**Exercise aim**: Will you quote precisely the lines that run from the top of the material below to the line containing "use crate::config::AnalyticsConfig;", both ends included?

[Exercise data Boundary: Start]

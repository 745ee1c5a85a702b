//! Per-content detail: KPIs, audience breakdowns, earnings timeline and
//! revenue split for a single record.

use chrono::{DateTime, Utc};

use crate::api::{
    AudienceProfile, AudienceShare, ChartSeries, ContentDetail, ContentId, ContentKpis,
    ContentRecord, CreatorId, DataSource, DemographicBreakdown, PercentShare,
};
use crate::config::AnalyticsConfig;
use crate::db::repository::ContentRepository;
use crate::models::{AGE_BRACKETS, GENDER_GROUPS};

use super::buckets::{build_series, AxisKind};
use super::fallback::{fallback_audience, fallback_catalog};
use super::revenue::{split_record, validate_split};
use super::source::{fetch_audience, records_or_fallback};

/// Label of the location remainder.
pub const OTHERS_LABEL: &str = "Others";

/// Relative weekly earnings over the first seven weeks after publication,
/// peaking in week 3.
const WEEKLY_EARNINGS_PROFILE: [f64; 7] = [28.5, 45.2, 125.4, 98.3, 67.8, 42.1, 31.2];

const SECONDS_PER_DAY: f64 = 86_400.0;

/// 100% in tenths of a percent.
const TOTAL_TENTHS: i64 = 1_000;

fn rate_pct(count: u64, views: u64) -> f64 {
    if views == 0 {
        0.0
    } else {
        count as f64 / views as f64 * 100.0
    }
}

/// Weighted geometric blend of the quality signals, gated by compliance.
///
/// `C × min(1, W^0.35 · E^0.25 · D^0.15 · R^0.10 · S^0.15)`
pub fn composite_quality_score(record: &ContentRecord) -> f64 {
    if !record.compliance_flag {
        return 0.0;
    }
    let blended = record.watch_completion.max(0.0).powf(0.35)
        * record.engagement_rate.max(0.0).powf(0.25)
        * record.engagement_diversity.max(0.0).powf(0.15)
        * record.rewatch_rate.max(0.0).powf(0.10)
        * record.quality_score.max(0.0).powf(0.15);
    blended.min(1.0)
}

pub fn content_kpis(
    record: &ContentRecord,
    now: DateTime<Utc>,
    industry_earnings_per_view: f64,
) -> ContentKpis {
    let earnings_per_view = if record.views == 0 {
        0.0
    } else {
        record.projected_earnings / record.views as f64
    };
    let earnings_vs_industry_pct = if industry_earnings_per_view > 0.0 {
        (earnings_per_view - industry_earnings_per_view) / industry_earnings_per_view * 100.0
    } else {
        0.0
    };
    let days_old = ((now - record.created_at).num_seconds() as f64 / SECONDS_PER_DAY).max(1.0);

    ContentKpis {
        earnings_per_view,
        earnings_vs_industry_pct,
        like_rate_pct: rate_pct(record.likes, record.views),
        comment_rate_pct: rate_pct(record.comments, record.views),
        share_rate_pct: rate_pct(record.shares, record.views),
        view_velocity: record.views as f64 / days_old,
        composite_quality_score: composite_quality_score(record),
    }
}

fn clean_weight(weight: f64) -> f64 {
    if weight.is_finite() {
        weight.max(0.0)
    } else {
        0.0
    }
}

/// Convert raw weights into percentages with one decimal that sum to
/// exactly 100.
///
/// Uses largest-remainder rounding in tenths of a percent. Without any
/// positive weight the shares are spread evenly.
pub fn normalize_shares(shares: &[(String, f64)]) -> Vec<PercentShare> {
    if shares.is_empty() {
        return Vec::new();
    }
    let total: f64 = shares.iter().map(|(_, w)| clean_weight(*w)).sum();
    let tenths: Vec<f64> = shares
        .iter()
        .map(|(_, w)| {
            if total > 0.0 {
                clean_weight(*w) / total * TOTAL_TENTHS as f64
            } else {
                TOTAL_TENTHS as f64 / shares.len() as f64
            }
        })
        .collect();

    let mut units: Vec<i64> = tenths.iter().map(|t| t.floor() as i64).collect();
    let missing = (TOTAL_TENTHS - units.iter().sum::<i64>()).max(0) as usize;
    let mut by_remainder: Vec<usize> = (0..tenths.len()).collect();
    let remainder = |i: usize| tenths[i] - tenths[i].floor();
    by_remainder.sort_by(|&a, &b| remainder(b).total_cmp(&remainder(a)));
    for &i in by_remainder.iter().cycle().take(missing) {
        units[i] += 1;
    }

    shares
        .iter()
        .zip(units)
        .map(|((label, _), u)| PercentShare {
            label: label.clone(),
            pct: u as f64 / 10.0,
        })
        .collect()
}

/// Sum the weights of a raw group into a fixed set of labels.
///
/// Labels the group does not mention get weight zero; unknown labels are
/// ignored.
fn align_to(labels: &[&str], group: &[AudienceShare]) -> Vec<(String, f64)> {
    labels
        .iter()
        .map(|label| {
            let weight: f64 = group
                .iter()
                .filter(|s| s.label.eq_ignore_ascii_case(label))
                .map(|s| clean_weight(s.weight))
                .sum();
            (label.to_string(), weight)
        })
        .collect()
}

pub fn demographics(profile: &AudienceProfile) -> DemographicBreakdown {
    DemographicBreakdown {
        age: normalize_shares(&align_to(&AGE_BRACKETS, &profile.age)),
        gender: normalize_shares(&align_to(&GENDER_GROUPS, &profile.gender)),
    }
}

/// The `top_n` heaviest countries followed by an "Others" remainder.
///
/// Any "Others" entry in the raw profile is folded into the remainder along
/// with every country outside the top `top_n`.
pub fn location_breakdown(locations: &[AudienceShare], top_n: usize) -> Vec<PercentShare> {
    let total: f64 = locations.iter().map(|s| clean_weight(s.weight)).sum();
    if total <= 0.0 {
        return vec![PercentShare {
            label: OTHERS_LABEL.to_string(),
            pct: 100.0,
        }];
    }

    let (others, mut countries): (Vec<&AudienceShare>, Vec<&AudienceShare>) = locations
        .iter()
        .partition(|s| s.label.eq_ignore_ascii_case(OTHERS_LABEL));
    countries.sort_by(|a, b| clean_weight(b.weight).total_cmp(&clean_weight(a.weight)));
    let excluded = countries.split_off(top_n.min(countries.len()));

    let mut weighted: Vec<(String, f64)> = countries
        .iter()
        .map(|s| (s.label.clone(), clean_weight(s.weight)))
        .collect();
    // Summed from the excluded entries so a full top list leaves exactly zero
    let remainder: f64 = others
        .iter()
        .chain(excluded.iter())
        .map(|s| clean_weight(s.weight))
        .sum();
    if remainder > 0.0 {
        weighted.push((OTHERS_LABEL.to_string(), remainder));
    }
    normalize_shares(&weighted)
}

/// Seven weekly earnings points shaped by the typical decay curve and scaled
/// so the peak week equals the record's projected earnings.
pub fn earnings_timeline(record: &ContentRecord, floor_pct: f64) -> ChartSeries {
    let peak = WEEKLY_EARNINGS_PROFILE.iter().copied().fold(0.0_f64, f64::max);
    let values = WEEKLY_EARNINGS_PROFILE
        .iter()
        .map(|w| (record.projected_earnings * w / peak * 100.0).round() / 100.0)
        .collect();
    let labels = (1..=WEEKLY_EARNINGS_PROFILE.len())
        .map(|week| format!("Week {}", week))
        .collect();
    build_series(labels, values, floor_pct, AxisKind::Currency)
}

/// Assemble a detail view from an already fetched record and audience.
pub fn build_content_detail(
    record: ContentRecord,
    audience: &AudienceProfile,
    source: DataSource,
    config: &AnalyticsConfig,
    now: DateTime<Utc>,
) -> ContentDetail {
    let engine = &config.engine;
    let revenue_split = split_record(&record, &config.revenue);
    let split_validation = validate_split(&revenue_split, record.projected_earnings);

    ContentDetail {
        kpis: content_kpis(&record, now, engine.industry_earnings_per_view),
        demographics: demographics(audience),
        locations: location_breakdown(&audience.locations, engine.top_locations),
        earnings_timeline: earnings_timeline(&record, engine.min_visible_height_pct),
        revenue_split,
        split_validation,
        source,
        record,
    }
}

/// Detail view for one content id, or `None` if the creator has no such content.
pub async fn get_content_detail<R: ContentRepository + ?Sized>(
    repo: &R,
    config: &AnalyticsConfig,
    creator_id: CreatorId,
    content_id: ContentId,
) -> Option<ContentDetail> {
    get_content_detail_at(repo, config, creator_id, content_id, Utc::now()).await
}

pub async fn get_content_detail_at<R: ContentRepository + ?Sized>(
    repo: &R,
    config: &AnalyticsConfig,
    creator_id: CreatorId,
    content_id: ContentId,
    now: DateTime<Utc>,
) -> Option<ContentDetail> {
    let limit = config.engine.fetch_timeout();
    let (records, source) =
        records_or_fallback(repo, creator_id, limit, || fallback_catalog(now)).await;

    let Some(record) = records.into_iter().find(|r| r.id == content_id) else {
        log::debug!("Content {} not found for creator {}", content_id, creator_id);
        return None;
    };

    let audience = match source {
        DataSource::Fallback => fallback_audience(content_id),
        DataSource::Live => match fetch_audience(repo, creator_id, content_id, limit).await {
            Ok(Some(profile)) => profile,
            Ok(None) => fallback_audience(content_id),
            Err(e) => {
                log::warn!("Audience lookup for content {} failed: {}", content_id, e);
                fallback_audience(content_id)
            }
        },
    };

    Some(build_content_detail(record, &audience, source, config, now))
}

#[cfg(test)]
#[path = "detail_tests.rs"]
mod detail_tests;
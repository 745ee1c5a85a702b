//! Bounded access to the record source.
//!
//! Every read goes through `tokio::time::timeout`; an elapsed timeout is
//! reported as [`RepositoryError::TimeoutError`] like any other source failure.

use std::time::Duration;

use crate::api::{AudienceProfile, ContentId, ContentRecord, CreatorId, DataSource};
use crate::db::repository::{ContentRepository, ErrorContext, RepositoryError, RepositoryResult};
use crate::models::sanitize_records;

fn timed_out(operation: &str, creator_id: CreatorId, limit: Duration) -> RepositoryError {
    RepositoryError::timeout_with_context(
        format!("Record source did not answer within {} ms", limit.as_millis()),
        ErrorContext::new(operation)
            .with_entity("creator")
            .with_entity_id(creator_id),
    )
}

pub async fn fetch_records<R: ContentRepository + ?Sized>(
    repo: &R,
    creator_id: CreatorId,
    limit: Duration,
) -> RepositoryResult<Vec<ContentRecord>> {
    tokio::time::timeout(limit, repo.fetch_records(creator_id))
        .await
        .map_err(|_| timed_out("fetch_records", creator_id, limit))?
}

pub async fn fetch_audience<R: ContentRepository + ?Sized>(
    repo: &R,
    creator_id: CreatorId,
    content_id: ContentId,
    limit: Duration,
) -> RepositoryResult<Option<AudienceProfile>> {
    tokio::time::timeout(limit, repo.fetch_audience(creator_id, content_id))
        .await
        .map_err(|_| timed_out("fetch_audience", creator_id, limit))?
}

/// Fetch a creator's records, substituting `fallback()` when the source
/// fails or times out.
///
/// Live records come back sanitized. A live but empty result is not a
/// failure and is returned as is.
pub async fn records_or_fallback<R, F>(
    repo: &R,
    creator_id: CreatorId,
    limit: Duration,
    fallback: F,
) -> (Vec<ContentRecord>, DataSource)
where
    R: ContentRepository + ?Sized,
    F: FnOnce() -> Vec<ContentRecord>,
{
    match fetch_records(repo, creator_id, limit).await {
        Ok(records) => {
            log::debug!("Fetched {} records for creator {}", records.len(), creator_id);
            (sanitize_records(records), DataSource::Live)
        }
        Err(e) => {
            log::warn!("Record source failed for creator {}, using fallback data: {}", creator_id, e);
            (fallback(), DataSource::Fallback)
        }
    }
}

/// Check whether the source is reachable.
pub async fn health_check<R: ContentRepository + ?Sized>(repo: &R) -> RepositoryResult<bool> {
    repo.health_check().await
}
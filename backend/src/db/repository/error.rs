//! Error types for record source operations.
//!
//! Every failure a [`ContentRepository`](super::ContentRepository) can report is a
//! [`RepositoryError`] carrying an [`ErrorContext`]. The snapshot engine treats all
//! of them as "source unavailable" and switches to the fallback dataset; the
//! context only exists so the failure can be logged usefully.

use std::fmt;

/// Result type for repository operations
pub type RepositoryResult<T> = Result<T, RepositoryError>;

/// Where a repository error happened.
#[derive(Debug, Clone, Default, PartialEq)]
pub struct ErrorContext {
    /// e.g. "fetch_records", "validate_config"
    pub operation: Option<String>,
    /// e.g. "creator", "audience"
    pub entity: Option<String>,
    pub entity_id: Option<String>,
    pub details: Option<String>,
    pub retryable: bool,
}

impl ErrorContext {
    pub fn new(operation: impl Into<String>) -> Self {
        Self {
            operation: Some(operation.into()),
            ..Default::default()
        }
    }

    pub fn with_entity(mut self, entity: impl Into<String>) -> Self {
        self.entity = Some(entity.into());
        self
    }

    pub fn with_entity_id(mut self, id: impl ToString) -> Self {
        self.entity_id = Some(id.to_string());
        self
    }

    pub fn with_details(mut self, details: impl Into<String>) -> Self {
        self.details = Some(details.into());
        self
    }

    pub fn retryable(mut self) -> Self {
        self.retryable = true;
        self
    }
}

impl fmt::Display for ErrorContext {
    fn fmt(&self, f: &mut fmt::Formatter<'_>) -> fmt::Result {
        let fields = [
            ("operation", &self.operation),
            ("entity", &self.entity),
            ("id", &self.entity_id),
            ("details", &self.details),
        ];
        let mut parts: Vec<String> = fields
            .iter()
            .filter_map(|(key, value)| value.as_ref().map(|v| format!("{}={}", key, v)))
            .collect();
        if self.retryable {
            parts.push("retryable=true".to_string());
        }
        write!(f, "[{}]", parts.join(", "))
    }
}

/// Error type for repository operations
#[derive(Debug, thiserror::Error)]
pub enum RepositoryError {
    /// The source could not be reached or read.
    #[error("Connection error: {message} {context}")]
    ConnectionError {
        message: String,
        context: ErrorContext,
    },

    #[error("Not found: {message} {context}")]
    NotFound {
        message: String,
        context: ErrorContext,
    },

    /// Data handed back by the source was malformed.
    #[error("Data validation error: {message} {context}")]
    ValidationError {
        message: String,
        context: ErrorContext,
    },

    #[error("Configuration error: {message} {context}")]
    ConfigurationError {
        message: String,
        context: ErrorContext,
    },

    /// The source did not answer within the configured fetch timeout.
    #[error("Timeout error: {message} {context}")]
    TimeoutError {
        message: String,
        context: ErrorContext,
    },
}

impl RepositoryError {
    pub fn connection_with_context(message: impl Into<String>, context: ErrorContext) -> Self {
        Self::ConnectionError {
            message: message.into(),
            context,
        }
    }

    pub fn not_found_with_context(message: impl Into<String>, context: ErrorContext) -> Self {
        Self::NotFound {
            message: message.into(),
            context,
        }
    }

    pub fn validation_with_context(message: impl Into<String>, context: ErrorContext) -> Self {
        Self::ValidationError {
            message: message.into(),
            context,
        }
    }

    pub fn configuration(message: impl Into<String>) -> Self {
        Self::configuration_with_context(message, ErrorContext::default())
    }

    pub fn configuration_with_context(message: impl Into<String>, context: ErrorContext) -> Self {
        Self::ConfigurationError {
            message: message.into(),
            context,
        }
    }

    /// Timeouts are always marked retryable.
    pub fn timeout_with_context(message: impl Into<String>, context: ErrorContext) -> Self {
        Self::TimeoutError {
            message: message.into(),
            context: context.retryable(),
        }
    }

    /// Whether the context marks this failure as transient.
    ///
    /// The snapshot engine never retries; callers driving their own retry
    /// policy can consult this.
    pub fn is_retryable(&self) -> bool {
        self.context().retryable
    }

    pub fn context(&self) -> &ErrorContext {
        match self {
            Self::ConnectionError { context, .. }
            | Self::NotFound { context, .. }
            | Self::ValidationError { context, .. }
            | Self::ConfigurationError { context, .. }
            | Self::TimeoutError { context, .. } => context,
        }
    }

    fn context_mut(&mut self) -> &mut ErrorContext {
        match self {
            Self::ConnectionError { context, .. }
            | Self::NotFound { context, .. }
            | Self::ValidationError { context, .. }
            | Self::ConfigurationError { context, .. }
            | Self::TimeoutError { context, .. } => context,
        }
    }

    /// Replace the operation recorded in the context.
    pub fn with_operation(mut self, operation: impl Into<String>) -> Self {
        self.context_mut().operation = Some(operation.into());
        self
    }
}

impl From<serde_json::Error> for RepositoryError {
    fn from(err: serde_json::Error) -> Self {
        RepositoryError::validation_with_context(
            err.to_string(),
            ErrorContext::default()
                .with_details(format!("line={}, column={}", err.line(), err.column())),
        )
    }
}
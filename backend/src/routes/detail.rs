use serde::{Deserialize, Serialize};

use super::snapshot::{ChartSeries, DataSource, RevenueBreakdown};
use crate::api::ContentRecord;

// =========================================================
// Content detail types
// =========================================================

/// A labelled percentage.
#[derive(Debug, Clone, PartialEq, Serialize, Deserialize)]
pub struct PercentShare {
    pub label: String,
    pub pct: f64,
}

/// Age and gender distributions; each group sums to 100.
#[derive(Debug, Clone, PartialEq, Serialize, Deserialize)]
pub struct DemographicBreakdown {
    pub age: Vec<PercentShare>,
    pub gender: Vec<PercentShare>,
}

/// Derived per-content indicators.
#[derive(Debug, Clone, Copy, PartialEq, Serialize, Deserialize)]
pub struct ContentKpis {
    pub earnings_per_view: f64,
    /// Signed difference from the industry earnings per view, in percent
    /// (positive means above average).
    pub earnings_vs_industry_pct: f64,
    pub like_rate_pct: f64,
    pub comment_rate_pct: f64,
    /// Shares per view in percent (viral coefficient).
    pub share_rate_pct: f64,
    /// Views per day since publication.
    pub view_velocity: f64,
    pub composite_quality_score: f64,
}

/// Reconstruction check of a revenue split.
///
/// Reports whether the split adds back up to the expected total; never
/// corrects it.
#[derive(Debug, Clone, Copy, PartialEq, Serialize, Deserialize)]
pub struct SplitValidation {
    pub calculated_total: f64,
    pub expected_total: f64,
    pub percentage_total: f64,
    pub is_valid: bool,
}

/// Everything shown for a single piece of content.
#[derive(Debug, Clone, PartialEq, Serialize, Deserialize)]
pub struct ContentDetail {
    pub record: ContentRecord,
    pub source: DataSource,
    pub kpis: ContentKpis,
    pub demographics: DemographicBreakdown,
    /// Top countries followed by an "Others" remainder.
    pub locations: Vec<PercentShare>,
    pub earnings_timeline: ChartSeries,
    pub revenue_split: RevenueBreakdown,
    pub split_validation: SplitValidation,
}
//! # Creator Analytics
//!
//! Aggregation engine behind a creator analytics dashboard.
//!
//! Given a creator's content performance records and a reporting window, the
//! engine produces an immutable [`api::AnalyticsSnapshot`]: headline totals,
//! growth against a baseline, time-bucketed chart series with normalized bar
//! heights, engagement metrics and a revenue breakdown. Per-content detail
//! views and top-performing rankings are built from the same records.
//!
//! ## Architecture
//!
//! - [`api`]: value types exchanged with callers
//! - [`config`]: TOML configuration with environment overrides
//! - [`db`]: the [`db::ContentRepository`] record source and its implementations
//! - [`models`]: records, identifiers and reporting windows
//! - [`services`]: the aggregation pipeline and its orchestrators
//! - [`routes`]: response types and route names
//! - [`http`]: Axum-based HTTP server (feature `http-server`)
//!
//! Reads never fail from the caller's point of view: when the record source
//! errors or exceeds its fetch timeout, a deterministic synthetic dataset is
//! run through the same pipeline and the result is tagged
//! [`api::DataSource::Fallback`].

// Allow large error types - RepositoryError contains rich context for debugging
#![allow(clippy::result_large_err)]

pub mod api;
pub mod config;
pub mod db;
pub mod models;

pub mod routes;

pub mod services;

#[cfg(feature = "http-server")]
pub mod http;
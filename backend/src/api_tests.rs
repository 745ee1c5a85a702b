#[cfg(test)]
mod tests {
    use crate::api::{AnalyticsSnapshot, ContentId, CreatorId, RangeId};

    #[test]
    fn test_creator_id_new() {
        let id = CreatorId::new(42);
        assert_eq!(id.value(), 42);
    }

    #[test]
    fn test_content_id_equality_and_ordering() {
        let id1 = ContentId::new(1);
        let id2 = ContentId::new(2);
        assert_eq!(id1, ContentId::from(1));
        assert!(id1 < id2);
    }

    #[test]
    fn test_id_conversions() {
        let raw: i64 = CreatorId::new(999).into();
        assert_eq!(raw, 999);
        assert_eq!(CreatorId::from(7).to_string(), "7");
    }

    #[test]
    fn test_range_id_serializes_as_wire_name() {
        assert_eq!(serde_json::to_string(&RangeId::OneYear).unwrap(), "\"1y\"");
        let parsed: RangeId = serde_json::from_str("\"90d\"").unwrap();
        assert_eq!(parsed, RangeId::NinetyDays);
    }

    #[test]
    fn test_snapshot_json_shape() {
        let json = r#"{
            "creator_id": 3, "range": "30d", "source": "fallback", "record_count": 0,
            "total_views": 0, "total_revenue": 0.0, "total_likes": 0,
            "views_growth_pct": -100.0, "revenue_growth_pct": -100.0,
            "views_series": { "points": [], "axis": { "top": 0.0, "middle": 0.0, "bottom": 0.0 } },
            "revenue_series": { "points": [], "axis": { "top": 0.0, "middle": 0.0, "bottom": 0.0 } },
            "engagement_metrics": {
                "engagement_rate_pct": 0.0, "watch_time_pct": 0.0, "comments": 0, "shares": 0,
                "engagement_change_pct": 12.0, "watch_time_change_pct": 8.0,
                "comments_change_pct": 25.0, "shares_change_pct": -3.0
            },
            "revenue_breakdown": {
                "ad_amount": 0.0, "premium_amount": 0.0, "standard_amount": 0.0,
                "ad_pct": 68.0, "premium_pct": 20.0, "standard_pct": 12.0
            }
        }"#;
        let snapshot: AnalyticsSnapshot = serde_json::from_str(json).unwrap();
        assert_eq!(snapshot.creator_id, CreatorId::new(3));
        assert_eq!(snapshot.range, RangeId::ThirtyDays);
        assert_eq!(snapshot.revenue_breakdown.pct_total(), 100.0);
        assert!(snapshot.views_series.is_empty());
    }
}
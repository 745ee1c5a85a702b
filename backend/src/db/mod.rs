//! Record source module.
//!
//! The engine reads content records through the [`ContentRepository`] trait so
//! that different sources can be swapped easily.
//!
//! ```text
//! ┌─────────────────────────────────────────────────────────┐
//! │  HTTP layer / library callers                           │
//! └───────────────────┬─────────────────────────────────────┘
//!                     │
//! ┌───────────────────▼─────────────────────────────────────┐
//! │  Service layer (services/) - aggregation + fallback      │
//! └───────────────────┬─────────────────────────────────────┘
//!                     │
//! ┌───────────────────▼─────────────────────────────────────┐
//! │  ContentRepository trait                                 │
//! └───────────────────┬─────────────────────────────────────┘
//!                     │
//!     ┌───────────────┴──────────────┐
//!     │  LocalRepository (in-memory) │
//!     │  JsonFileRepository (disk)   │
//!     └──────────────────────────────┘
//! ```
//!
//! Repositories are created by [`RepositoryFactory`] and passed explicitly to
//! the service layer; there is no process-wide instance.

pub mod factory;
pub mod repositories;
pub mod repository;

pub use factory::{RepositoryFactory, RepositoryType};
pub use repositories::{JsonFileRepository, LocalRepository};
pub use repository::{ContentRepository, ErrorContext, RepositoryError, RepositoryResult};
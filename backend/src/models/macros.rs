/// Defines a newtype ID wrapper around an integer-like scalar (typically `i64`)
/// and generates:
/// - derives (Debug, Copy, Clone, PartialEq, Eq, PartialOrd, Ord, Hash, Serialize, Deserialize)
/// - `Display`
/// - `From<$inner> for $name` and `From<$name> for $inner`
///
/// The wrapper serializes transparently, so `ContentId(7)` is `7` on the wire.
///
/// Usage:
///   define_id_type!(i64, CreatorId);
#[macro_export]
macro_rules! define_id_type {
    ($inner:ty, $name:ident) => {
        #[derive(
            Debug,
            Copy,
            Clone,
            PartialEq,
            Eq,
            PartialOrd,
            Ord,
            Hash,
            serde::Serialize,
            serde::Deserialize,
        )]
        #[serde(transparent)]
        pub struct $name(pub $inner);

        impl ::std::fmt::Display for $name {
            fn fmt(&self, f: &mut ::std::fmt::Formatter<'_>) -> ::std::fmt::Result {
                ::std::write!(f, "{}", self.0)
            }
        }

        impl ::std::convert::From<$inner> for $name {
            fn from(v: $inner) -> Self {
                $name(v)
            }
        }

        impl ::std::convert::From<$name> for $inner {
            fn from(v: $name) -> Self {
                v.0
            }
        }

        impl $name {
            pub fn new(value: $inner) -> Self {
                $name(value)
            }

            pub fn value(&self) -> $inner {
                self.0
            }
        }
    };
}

[Exercise data Boundary: End]

**Exercise output**:
repository 745ee1c5a85a702b
//! Per-content detail: KPIs, audience breakdowns, earnings timeline and
//! revenue split for a single record.

use chrono::{DateTime, Utc};

use crate::api::{
    AudienceProfile, AudienceShare, ChartSeries, ContentDetail, ContentId, ContentKpis,
    ContentRecord, CreatorId, DataSource, DemographicBreakdown, PercentShare,
};
use crate::config::AnalyticsConfig;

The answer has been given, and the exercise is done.